Falan Harrington August 3, 2014 at 6:30 am

Hi, I need some help. A friend of mine (NRI) wanted to transfer 5lakhs to his NRE a/c so he could make a Fixed deposit. However he transfered it to sisters a/c by mistake. Now she is unable to transfer that amount into his a/c as its an NRE a/c. So what can be done here?

Reply

Jitendra P.S.Solanki September 5, 2014 at 1:20 pm

Falan,

Your siuster cannot transfer Rupee funds to NRE account as it is not allowed. Your friend should speak to the bank that this transaction was done by mistake. They will guide him on the exact procedure of receiving teh funds back into his savings account from which the funds are being transferred.Ideally the funds should first come back to his own account and then he should transfer to his NRE a/c.

Reply

Kunj August 4, 2014 at 4:02 pm

My father want to gift me car from australia so i have to pay import duty to indian government ?

Reply

Jitendra P.S.Solanki September 5, 2014 at 1:22 pm

Kunj,

Yes you will have to.

Reply

Sabal jain August 11, 2014 at 8:20 am

Hi, my grandfather’s brother is giving me a loan . He is citizen of USA . Do I need to pay tax on the loan ?

Reply

Jitendra P.S.Solanki September 5, 2014 at 2:22 pm

Sabal,

Only some specified relatives are exempted from paying gift tax. If you fall in that list of relatives you won’t have to pay gift tax. Else you will be liable to pay.

Reply

Jitendra P.S.Solanki September 5, 2014 at 5:51 pm
vinoth August 19, 2014 at 5:35 pm

What if i am gifted 1Lac from a trust should i be paying the tax for it.

Reply

Jitendra P.S.Solanki September 5, 2014 at 2:25 pm

Vinoth,

Yes tax will be applicable since only specified relations are exempted from gift tax.

Reply

Jitendra P.S.Solanki September 5, 2014 at 5:50 pm

Hi Vinoth,

A correction- Gift tax is exempted in following case “Gift from any local authority (as defined under section 10(20)) or from any fund / foundation / university or any trust / institution referred to in section 10(23C) or registered under section 12AA”

So you need to check the status of the trust.

Reply

Sneha August 24, 2014 at 6:57 pm

Hi Mani. Thanks for the wonderful article and the follow up comments – it makes life easy :)

I wish to liquidate the gold that I had received from my NRI parents and brother for my wedding. For the purpose of determining the LTCG tax I have done the following calculations. I’d appreciate if you could you please confirm if the following calculations are correct.

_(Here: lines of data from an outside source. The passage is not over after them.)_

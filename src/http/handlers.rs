use super::state::AppState;
use crate::error::RecorderError;
use crate::session::{ControllerStatus, SessionReport};
use axum::{
    extract::State,
    http::StatusCode,
    response::{IntoResponse, Json, Response},
};
use serde::{Deserialize, Serialize};
use tracing::{error, info};

// ============================================================================
// Request/Response Types
// ============================================================================

#[derive(Debug, Deserialize)]
pub struct StartRecordingRequest {
    /// Meeting record the session belongs to
    pub meeting_id: String,
}

#[derive(Debug, Serialize)]
pub struct StartRecordingResponse {
    pub meeting_id: String,
    pub session_id: String,
    pub status: String,
}

#[derive(Debug, Serialize)]
pub struct StopRecordingResponse {
    pub status: String,
    pub report: SessionReport,
}

#[derive(Debug, Serialize)]
pub struct ErrorResponse {
    pub error: String,
}

fn error_response(err: RecorderError) -> Response {
    let status = match err {
        RecorderError::AlreadyRecording | RecorderError::NotRecording => StatusCode::CONFLICT,
        RecorderError::InvalidMeetingId(_) => StatusCode::BAD_REQUEST,
        RecorderError::StreamUnavailable(_) => StatusCode::SERVICE_UNAVAILABLE,
        _ => StatusCode::INTERNAL_SERVER_ERROR,
    };
    (
        status,
        Json(ErrorResponse {
            error: err.to_string(),
        }),
    )
        .into_response()
}

// ============================================================================
// Handlers
// ============================================================================

/// POST /recordings/start
/// Start a new recording session
pub async fn start_recording(
    State(state): State<AppState>,
    Json(req): Json<StartRecordingRequest>,
) -> Response {
    info!("Starting recording for meeting: {}", req.meeting_id);

    match state.controller.start(&req.meeting_id).await {
        Ok(session_id) => (
            StatusCode::OK,
            Json(StartRecordingResponse {
                meeting_id: req.meeting_id,
                session_id,
                status: "recording".to_string(),
            }),
        )
            .into_response(),
        Err(e) => {
            error!("Failed to start recording: {}", e);
            error_response(e)
        }
    }
}

/// POST /recordings/stop
/// Stop the active session; responds once every segment is stored or failed
pub async fn stop_recording(State(state): State<AppState>) -> Response {
    info!("Stopping recording");

    match state.controller.stop().await {
        Ok(report) => {
            let status = if report.is_success() { "done" } else { "error" };
            (
                StatusCode::OK,
                Json(StopRecordingResponse {
                    status: status.to_string(),
                    report,
                }),
            )
                .into_response()
        }
        Err(e) => {
            error!("Failed to stop recording: {}", e);
            error_response(e)
        }
    }
}

/// GET /recordings/status
pub async fn get_status(State(state): State<AppState>) -> Json<ControllerStatus> {
    Json(state.controller.status().await)
}

/// GET /health
/// Health check endpoint
pub async fn health_check() -> impl IntoResponse {
    (StatusCode::OK, "OK")
}
pub mod capture;
pub mod config;
pub mod error;
pub mod http;
pub mod nats;
pub mod retry;
pub mod session;
pub mod store;

pub use capture::{
    AudioFile, AudioFrame, CaptureDevice, ChunkSink, FileCaptureDevice, MediaRecorder,
    MediaStream, PcmStream,
};
pub use config::Config;
pub use error::RecorderError;
pub use http::{create_router, AppState};
pub use nats::{MetadataMessage, NatsMetadataStore};
pub use retry::RetryPolicy;
pub use session::{
    RecorderConfig, RecordingSession, SessionController, SessionReport, SessionState,
};
pub use store::{BlobStore, FsBlobStore, MemoryBlobStore, MemoryMetadataStore, MetadataStore};
use serde::{Deserialize, Serialize};

use crate::store::{PostProcessingJob, PostProcessingKind, SegmentRecord, SessionStatusUpdate};

/// Metadata change published to NATS for the downstream persister
#[derive(Debug, Clone, PartialEq, Serialize, Deserialize)]
#[serde(tag = "type", content = "payload", rename_all = "snake_case")]
pub enum MetadataEvent {
    SegmentRecorded(SegmentRecord),
    SessionStatus(SessionStatusUpdate),
    PostProcessingJob(PostProcessingJob),
}

/// Envelope carried on the wire
#[derive(Debug, Clone, PartialEq, Serialize, Deserialize)]
pub struct MetadataMessage {
    pub timestamp: String, // RFC3339 timestamp
    pub event: MetadataEvent,
}

impl MetadataMessage {
    pub fn new(event: MetadataEvent) -> Self {
        Self {
            timestamp: chrono::Utc::now().to_rfc3339(),
            event,
        }
    }

    /// Subject the message is published on
    pub fn subject(&self) -> String {
        match &self.event {
            MetadataEvent::SegmentRecorded(record) => {
                format!("recording.segment.{}", record.meeting_id)
            }
            MetadataEvent::SessionStatus(update) => {
                format!("recording.session.{}", update.meeting_id)
            }
            MetadataEvent::PostProcessingJob(job) => {
                let kind = match job.kind {
                    PostProcessingKind::Compile => "compile",
                    PostProcessingKind::Export => "export",
                };
                format!("recording.jobs.{}", kind)
            }
        }
    }
}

Cost of acquisition of Gold(Aug 2010) – Rs.41,75,795/-
Cost of acquisition with indexation – Rs.41,75,795 x 1024/711 (CII 2014-15/CII of 2010-11) = Rs.60,14,084/-
Sale Consideration = Rs.65,15,000/-
Capital Gains = Rs.65,15,000 – Rs.60,14,084 = Rs.5,00,916/-
LTCG tax of 20% on this amount = Rs.1,00,183/-

So if I understand correctly I have to pay Rs.1,00,183/- as LTCG tax?
I understand that I should declare this amount in my returns.
Secondly, my parents have not preserved the purchase bills of the gold. In that case, is it better to draft a gift deed from them in case the ITO wishes to verify the origin of the gift. Will not having the purchase bills pose any problems for me or my parents?

Reply

antony August 25, 2014 at 5:34 pm

Hello Sir,

My sister and brother-in-law stay in Canada and are NRIs. We are staying in rented house in Bangalore. We wish to buy a residential plot in Bangalore. My sister has money in an NRE account of HDFC bank. Can my sister transfer Rs. 50 lakh to my SB account? To simplify the process of purchasing and registering plot, can I purchase the plot in Bangalore in my name? Will I have to pay tax for Rs.50 lakh?

Reply

antony August 25, 2014 at 5:52 pm

My sister and brother-in-law are NRIs and live in Canada. We stay in a rented house in bangalore. We wish to buy a residential plot in Bangalore. My sister has money in an NRE account of HDFC bank. Can my sister transfer Rs.50 lakh to my SB account in HDFC bank?

I being her brother, can I buy the property in my name? Do I have to pay tax on Rs.50 lakh which I will use to buy plot? We plan to construct a house after 2 years and occupy it ourselves. Please advice.

Reply

Jitendra P.S.Solanki September 5, 2014 at 6:35 pm

Antony,

NRIs gifting parents in India through their nRE account si well exempted from gift tax. But in my view its not the case in brother-sister relationship. So you may be liable for tax on amount gifted above Rs 50000.

Read here:

http://www.yourpocketmoney.com/2014/04/gifts-tax-pay-exempted.html

Reply

Rajesh September 2, 2014 at 6:49 pm

Hi,

It would be really wonderful if you can help me with this query.
My father is a retired person, with no income except the interest on Fixed Deposits that he has made. He is planning to sell a house which was in his name and want’s to help me in buying a house (in my name) in another city by gifting me money.
Can you please tell me:
1. What are the legal formalities required on his part to gift me the money?
2. What would be his tax liability?
3. What would be my tax liability because of this gift?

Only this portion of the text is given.